● **Your goal**: A complete, exact copy of the data is the required answer.
Record extracts section start
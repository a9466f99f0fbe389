//! 限流器

use crate::backend::{Decision, LimiterBackend};
use crate::error::LimiterResult;
use crate::key::LimiterKey;
use crate::strategy::LimitStrategy;
use relaycast_core::config::RateLimitConfig;
use std::sync::Arc;
use std::time::Duration;
use tokio::task::JoinHandle;
use tracing::{debug, info, warn};

/// 绑定了策略的限流器
///
/// 构造开销只是一次 `Arc` 克隆，可以按请求创建。
#[derive(Clone)]
pub struct RateLimiter {
    backend: Arc<dyn LimiterBackend>,
    strategy: LimitStrategy,
}

impl RateLimiter {
    pub fn new(backend: Arc<dyn LimiterBackend>, strategy: LimitStrategy) -> Self {
        Self { backend, strategy }
    }

    /// 按每分钟请求数创建
    pub fn for_rpm(backend: Arc<dyn LimiterBackend>, rpm: u32, config: &RateLimitConfig) -> Self {
        Self::new(backend, LimitStrategy::for_rpm(rpm, config))
    }

    pub fn strategy(&self) -> &LimitStrategy {
        &self.strategy
    }

    pub async fn allow(&self, key: &LimiterKey) -> bool {
        self.allow_n(key, 1).await
    }

    /// 判定是否放行 `n` 个请求
    ///
    /// 后端不可用或脚本出错时拒绝。
    pub async fn allow_n(&self, key: &LimiterKey, n: u32) -> bool {
        match self.check_n(key, n).await {
            Ok(decision) => {
                if !decision.allowed {
                    debug!(
                        "[LIMITER] 拒绝: key={}, strategy={}, n={}, remaining={}",
                        key, self.strategy, n, decision.remaining
                    );
                }
                decision.allowed
            }
            Err(e) => {
                warn!(
                    "[LIMITER] 限流后端 {} 异常，拒绝请求: key={}, error={}",
                    self.backend.name(),
                    key,
                    e
                );
                false
            }
        }
    }

    /// 返回完整判定结果，错误原样返回
    pub async fn check_n(&self, key: &LimiterKey, n: u32) -> LimiterResult<Decision> {
        if self.strategy == LimitStrategy::Unlimited {
            return Ok(Decision::allowed(u64::MAX));
        }
        self.backend.acquire(key, &self.strategy, n).await
    }
}

/// 启动定时清理空闲限流状态的任务
pub fn spawn_sweep_task(backend: Arc<dyn LimiterBackend>, period: Duration) -> JoinHandle<()> {
    info!("[LIMITER] 启动限流状态清理任务，后端 {}，周期 {:?}", backend.name(), period);
    tokio::spawn(async move {
        let mut ticker = tokio::time::interval(period);
        ticker.tick().await;
        loop {
            ticker.tick().await;
            backend.sweep().await;
        }
    })
}

#[cfg(test)]
mod tests {
    use super::*;
    use crate::backend::MemoryLimiterBackend;
    use crate::error::LimiterError;
    use async_trait::async_trait;
    use std::sync::atomic::{AtomicUsize, Ordering};

    struct BrokenBackend {
        calls: AtomicUsize,
    }

    #[async_trait]
    impl LimiterBackend for BrokenBackend {
        async fn acquire(
            &self,
            _key: &LimiterKey,
            _strategy: &LimitStrategy,
            _n: u32,
        ) -> LimiterResult<Decision> {
            self.calls.fetch_add(1, Ordering::SeqCst);
            Err(LimiterError::Backend("connection refused".to_string()))
        }

        fn name(&self) -> &'static str {
            "broken"
        }
    }

    #[tokio::test]
    async fn test_backend_error_denies() {
        let backend = Arc::new(BrokenBackend {
            calls: AtomicUsize::new(0),
        });
        let limiter = RateLimiter::for_rpm(backend.clone(), 60, &RateLimitConfig::default());

        assert!(!limiter.allow(&LimiterKey::relay("default", 1)).await);
        assert!(limiter.check_n(&LimiterKey::relay("default", 1), 1).await.is_err());
        assert_eq!(backend.calls.load(Ordering::SeqCst), 2);
    }

    #[tokio::test]
    async fn test_unlimited_skips_backend() {
        let backend = Arc::new(BrokenBackend {
            calls: AtomicUsize::new(0),
        });
        let limiter = RateLimiter::for_rpm(backend.clone(), 0, &RateLimitConfig::default());

        assert!(limiter.allow_n(&LimiterKey::relay("default", 1), 1_000).await);
        assert_eq!(backend.calls.load(Ordering::SeqCst), 0);
    }

    #[tokio::test(start_paused = true)]
    async fn test_groups_do_not_share_counters() {
        let backend: Arc<dyn LimiterBackend> = Arc::new(MemoryLimiterBackend::new());
        let limiter = RateLimiter::for_rpm(backend, 2, &RateLimitConfig::default());

        let default_key = LimiterKey::relay("default", 1);
        let vip_key = LimiterKey::relay("vip", 1);
        assert!(limiter.allow_n(&default_key, 2).await);
        assert!(!limiter.allow(&default_key).await);
        assert!(limiter.allow(&vip_key).await);
    }

    #[tokio::test(start_paused = true)]
    async fn test_sweep_task_bounds_memory() {
        let memory = Arc::new(MemoryLimiterBackend::new());
        let limiter = RateLimiter::for_rpm(memory.clone(), 10, &RateLimitConfig::default());
        for user in 0..5 {
            assert!(limiter.allow(&LimiterKey::relay("default", user)).await);
        }
        assert_eq!(memory.len(), 5);

        let handle = spawn_sweep_task(memory.clone(), Duration::from_secs(60));
        tokio::time::sleep(Duration::from_secs(181)).await;
        assert!(memory.is_empty());
        handle.abort();
    }
}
Record extracts section end
● **Task result**:
repository a9466f99f0fbe389
//! 限流器

use crate::backend::{Decision, LimiterBackend};
use crate::error::LimiterResult;
use crate::key::LimiterKey;
use crate::strategy::LimitStrategy;
use relaycast_core::config::RateLimitConfig;
use std::sync::Arc;
use std::time::Duration;
use tokio::task::JoinHandle;
use tracing::{debug, info, warn};

/// 绑定了策略的限流器
///
/// 构造开销只是一次 `Arc` 克隆，可以按请求创建。
#[derive(Clone)]
pub struct RateLimiter {
    backend: Arc<dyn LimiterBackend>,
    strategy: LimitStrategy,
}

impl RateLimiter {
    pub fn new(backend: Arc<dyn LimiterBackend>, strategy: LimitStrategy) -> Self {
        Self { backend, strategy }
    }

    /// 按每分钟请求数创建
    pub fn for_rpm(backend: Arc<dyn LimiterBackend>, rpm: u32, config: &RateLimitConfig) -> Self {
        Self::new(backend, LimitStrategy::for_rpm(rpm, config))
    }

    pub fn strategy(&self) -> &LimitStrategy {
        &self.strategy
    }

    pub async fn allow(&self, key: &LimiterKey) -> bool {
        self.allow_n(key, 1).await
    }

    /// 判定是否放行 `n` 个请求
    ///
    /// 后端不可用或脚本出错时拒绝。
    pub async fn allow_n(&self, key: &LimiterKey, n: u32) -> bool {
        match self.check_n(key, n).await {
            Ok(decision) => {
                if !decision.allowed {
                    debug!(
                        "[LIMITER] 拒绝: key={}, strategy={}, n={}, remaining={}",
                        key, self.strategy, n, decision.remaining
                    );
                }
                decision.allowed
            }
            Err(e) => {
                warn!(
                    "[LIMITER] 限流后端 {} 异常，拒绝请求: key={}, error={}",
                    self.backend.name(),
                    key,
                    e
                );
                false
            }
        }
    }

    /// 返回完整判定结果，错误原样返回
    pub async fn check_n(&self, key: &LimiterKey, n: u32) -> LimiterResult<Decision> {
        if self.strategy == LimitStrategy::Unlimited {
            return Ok(Decision::allowed(u64::MAX));
        }
        self.backend.acquire(key, &self.strategy, n).await
    }
}

/// 启动定时清理空闲限流状态的任务
pub fn spawn_sweep_task(backend: Arc<dyn LimiterBackend>, period: Duration) -> JoinHandle<()> {
    info!("[LIMITER] 启动限流状态清理任务，后端 {}，周期 {:?}", backend.name(), period);
    tokio::spawn(async move {
        let mut ticker = tokio::time::interval(period);
        ticker.tick().await;
        loop {
            ticker.tick().await;
            backend.sweep().await;
        }
    })
}

#[cfg(test)]
mod tests {
    use super::*;
    use crate::backend::MemoryLimiterBackend;
    use crate::error::LimiterError;
    use async_trait::async_trait;
    use std::sync::atomic::{AtomicUsize, Ordering};

    struct BrokenBackend {
        calls: AtomicUsize,
    }

    #[async_trait]
    impl LimiterBackend for BrokenBackend {
        async fn acquire(
            &self,
            _key: &LimiterKey,
            _strategy: &LimitStrategy,
            _n: u32,
        ) -> LimiterResult<Decision> {
            self.calls.fetch_add(1, Ordering::SeqCst);
            Err(LimiterError::Backend("connection refused".to_string()))
        }

        fn name(&self) -> &'static str {
            "broken"
        }
    }

    #[tokio::test]
    async fn test_backend_error_denies() {
        let backend = Arc::new(BrokenBackend {
            calls: AtomicUsize::new(0),
        });
        let limiter = RateLimiter::for_rpm(backend.clone(), 60, &RateLimitConfig::default());

        assert!(!limiter.allow(&LimiterKey::relay("default", 1)).await);
        assert!(limiter.check_n(&LimiterKey::relay("default", 1), 1).await.is_err());
        assert_eq!(backend.calls.load(Ordering::SeqCst), 2);
    }

    #[tokio::test]
    async fn test_unlimited_skips_backend() {
        let backend = Arc::new(BrokenBackend {
            calls: AtomicUsize::new(0),
        });
        let limiter = RateLimiter::for_rpm(backend.clone(), 0, &RateLimitConfig::default());

        assert!(limiter.allow_n(&LimiterKey::relay("default", 1), 1_000).await);
        assert_eq!(backend.calls.load(Ordering::SeqCst), 0);
    }

    #[tokio::test(start_paused = true)]
    async fn test_groups_do_not_share_counters() {
        let backend: Arc<dyn LimiterBackend> = Arc::new(MemoryLimiterBackend::new());
        let limiter = RateLimiter::for_rpm(backend, 2, &RateLimitConfig::default());

        let default_key = LimiterKey::relay("default", 1);
        let vip_key = LimiterKey::relay("vip", 1);
        assert!(limiter.allow_n(&default_key, 2).await);
        assert!(!limiter.allow(&default_key).await);
        assert!(limiter.allow(&vip_key).await);
    }

    #[tokio::test(start_paused = true)]
    async fn test_sweep_task_bounds_memory() {
        let memory = Arc::new(MemoryLimiterBackend::new());
        let limiter = RateLimiter::for_rpm(memory.clone(), 10, &RateLimitConfig::default());
        for user in 0..5 {
            assert!(limiter.allow(&LimiterKey::relay("default", user)).await);
        }
        assert_eq!(memory.len(), 5);

        let handle = spawn_sweep_task(memory.clone(), Duration::from_secs(60));
        tokio::time::sleep(Duration::from_secs(181)).await;
        assert!(memory.is_empty());
        handle.abort();
    }
}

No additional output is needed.